Your goal
Report the count, and only the count, of lines in the records that include the word "stays".
(Data records Opens)
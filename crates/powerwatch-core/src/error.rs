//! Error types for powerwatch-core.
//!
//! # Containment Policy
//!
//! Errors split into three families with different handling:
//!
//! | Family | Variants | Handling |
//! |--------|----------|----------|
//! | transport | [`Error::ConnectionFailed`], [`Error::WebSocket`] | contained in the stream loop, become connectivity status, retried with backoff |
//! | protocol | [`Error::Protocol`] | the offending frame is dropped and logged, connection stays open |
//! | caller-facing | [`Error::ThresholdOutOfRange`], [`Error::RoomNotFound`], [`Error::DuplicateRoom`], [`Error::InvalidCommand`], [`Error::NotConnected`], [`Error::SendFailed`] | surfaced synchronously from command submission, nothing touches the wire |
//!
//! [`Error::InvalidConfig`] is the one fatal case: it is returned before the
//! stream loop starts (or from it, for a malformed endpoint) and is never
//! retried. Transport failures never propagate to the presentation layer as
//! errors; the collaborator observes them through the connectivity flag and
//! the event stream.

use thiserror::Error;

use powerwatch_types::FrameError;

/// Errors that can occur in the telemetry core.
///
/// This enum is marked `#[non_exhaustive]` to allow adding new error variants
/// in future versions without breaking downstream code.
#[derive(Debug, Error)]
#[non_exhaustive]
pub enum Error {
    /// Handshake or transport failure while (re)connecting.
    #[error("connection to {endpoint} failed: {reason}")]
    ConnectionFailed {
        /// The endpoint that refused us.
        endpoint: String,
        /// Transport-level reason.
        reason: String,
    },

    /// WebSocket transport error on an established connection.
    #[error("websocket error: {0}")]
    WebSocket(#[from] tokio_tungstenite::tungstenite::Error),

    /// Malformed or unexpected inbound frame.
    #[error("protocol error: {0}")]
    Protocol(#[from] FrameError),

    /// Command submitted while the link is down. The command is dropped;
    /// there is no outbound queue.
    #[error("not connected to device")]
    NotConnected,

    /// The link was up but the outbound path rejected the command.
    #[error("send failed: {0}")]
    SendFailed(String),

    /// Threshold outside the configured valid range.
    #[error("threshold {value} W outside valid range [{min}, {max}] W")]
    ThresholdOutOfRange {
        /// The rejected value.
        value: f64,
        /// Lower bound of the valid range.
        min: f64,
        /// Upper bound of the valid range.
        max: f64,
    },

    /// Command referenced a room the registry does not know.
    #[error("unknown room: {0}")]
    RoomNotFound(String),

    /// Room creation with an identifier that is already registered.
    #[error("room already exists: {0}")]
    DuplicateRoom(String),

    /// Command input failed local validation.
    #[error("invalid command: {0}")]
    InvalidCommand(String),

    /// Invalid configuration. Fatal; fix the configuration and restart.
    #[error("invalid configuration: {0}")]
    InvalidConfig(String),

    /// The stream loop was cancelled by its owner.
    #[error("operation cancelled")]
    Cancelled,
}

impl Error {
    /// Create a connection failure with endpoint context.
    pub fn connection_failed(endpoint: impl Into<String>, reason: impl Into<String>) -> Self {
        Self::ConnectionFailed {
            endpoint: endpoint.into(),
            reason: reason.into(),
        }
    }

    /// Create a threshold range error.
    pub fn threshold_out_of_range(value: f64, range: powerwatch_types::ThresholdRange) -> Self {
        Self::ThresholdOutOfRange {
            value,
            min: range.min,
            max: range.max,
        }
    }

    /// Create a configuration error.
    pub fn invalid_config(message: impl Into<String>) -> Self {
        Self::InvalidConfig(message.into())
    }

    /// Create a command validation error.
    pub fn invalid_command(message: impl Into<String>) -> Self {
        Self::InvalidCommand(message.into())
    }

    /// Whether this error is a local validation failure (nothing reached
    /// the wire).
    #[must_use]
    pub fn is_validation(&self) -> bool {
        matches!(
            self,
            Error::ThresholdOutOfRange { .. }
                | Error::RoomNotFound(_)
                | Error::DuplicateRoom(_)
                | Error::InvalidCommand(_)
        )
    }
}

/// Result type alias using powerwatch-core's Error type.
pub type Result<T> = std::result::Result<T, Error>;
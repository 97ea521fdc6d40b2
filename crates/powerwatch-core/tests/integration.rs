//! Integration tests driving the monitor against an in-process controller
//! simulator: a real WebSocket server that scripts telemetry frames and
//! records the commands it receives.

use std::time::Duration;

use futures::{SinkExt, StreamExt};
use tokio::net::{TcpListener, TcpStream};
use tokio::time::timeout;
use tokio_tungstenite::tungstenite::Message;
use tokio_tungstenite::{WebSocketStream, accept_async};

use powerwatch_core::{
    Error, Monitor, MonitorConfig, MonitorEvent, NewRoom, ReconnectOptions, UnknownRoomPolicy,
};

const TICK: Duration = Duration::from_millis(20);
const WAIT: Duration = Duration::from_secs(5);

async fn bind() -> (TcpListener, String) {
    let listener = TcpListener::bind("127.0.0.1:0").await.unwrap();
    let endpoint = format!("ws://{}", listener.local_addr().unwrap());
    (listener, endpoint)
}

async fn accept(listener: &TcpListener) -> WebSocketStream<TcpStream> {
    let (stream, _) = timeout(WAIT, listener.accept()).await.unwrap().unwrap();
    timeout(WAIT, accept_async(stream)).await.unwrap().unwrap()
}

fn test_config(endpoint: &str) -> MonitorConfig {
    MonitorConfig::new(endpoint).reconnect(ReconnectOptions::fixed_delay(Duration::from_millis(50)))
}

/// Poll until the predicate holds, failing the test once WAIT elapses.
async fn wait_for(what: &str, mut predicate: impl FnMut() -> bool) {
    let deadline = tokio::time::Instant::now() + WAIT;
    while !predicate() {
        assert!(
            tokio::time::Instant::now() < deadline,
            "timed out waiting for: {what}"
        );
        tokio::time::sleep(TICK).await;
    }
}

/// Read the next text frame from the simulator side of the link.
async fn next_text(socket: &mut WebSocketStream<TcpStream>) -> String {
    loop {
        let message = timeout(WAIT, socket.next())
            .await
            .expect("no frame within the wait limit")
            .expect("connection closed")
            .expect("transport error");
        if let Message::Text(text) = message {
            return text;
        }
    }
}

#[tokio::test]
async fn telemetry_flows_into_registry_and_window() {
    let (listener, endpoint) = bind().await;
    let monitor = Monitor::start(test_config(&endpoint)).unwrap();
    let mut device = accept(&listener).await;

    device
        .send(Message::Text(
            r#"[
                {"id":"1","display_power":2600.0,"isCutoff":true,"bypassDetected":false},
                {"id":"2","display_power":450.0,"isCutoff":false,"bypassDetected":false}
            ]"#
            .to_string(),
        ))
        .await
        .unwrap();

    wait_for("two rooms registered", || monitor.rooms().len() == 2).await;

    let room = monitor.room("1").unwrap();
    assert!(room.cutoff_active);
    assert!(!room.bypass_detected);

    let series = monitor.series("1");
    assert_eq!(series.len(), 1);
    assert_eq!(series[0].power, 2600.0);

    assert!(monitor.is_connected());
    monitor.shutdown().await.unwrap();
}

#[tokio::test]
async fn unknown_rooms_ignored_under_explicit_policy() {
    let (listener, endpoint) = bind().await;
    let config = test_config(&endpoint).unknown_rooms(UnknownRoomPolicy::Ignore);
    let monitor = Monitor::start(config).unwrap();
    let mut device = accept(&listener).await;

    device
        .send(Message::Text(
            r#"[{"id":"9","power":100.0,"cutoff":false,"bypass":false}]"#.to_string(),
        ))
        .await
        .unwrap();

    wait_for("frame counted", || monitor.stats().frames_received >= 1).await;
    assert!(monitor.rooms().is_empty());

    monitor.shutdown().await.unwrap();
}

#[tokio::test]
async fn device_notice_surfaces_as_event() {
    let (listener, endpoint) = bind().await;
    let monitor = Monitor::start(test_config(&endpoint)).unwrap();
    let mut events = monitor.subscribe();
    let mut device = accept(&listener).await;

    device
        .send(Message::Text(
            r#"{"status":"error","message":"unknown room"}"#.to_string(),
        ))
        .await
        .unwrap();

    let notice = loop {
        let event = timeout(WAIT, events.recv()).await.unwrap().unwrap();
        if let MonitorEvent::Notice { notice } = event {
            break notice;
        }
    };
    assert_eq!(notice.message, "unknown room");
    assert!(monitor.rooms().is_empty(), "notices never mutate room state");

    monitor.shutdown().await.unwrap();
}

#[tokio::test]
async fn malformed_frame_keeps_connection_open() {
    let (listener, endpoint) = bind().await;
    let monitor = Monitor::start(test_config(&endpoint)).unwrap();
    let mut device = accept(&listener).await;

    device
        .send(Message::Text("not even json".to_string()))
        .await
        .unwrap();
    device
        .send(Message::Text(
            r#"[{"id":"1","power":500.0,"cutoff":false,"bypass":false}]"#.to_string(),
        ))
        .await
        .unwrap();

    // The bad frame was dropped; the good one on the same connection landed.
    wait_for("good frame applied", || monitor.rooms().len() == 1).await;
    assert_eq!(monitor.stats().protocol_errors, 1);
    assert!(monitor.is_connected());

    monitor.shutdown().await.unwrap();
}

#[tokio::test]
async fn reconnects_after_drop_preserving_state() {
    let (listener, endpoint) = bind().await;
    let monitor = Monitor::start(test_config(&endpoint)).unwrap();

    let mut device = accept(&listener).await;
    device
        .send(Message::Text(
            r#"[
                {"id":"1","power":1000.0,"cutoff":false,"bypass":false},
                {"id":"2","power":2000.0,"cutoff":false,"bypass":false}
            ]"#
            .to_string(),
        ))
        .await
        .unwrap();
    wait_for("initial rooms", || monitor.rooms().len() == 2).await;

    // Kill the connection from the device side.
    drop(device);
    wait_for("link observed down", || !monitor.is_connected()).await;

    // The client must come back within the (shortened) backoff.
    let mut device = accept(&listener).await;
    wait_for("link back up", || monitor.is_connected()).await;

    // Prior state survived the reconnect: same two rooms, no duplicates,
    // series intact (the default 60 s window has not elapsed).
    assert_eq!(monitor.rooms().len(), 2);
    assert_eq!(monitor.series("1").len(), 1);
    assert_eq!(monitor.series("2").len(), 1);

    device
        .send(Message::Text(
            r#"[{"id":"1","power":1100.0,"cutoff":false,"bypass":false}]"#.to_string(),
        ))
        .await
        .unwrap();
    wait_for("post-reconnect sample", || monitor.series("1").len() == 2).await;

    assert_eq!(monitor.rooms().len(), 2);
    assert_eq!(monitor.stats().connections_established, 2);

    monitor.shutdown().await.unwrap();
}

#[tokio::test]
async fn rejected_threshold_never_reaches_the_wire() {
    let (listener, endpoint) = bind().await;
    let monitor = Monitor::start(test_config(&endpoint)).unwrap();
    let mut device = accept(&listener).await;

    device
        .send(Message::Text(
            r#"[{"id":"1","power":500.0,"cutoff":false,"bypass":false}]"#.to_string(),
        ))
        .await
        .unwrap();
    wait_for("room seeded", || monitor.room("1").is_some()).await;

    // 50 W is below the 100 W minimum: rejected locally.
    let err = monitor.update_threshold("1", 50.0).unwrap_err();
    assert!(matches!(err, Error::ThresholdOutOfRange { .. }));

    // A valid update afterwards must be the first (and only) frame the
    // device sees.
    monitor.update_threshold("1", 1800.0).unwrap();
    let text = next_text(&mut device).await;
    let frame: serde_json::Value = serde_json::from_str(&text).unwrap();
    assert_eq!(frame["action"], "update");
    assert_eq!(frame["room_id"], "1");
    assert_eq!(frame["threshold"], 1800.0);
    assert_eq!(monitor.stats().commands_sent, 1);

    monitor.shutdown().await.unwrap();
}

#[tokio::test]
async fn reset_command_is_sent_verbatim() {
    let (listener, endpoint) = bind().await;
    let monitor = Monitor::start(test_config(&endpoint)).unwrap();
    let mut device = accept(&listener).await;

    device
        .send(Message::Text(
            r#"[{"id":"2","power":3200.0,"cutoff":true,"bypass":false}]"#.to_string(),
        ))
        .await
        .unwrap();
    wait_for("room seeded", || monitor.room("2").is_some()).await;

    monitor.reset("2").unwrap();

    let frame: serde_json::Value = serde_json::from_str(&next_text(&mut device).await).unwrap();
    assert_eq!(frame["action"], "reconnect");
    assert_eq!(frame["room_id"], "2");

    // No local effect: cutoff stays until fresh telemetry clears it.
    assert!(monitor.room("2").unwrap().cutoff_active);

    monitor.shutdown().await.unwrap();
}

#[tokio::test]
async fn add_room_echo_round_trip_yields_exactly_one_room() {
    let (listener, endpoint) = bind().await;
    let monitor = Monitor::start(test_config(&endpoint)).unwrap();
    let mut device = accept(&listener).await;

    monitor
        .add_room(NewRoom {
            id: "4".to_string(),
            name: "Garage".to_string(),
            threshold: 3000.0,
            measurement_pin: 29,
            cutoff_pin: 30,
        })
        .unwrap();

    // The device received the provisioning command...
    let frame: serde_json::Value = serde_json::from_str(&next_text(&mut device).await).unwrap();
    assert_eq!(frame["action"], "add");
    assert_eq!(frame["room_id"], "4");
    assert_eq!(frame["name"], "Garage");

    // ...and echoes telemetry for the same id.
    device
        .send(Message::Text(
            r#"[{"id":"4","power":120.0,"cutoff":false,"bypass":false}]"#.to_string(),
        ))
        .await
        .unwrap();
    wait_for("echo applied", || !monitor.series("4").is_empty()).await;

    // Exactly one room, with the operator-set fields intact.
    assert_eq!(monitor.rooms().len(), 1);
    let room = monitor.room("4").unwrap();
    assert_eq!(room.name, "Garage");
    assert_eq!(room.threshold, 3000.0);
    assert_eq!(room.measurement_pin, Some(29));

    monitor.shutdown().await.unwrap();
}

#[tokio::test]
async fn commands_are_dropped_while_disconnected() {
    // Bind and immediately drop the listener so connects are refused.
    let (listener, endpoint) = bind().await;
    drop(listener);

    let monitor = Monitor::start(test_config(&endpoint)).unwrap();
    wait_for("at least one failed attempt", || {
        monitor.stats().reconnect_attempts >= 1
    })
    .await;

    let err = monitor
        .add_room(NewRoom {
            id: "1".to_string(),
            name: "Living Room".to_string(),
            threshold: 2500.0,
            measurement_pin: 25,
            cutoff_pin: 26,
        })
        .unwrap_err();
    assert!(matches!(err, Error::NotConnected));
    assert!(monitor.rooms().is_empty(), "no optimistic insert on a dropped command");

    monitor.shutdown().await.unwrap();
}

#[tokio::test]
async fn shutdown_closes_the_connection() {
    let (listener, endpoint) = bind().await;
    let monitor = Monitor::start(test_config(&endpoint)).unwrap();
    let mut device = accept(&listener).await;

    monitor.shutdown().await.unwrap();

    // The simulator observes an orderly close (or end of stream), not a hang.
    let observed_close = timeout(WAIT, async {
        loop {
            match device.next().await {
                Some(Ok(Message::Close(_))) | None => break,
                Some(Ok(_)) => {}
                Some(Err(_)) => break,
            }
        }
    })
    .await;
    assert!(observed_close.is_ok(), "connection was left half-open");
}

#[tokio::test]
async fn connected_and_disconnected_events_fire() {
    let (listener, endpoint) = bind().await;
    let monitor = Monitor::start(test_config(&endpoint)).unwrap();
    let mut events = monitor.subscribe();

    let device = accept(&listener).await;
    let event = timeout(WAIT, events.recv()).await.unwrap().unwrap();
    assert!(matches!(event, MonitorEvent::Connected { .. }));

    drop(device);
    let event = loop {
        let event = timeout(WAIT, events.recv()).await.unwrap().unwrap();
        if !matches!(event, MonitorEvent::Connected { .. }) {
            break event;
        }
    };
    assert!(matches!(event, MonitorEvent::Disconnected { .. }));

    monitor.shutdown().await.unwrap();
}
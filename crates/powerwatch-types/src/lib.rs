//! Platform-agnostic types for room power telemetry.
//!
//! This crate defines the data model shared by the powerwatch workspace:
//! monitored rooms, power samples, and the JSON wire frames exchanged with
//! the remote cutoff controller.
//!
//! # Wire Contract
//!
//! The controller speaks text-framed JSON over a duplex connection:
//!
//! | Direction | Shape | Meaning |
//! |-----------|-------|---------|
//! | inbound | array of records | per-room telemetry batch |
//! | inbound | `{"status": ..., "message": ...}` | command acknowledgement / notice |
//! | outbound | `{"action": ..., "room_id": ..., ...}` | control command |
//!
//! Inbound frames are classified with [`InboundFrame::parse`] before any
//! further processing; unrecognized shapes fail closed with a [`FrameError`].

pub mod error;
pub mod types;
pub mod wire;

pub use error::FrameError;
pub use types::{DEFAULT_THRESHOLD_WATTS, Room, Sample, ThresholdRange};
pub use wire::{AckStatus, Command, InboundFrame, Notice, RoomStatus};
(Data records Closes)
Answer to this problem
2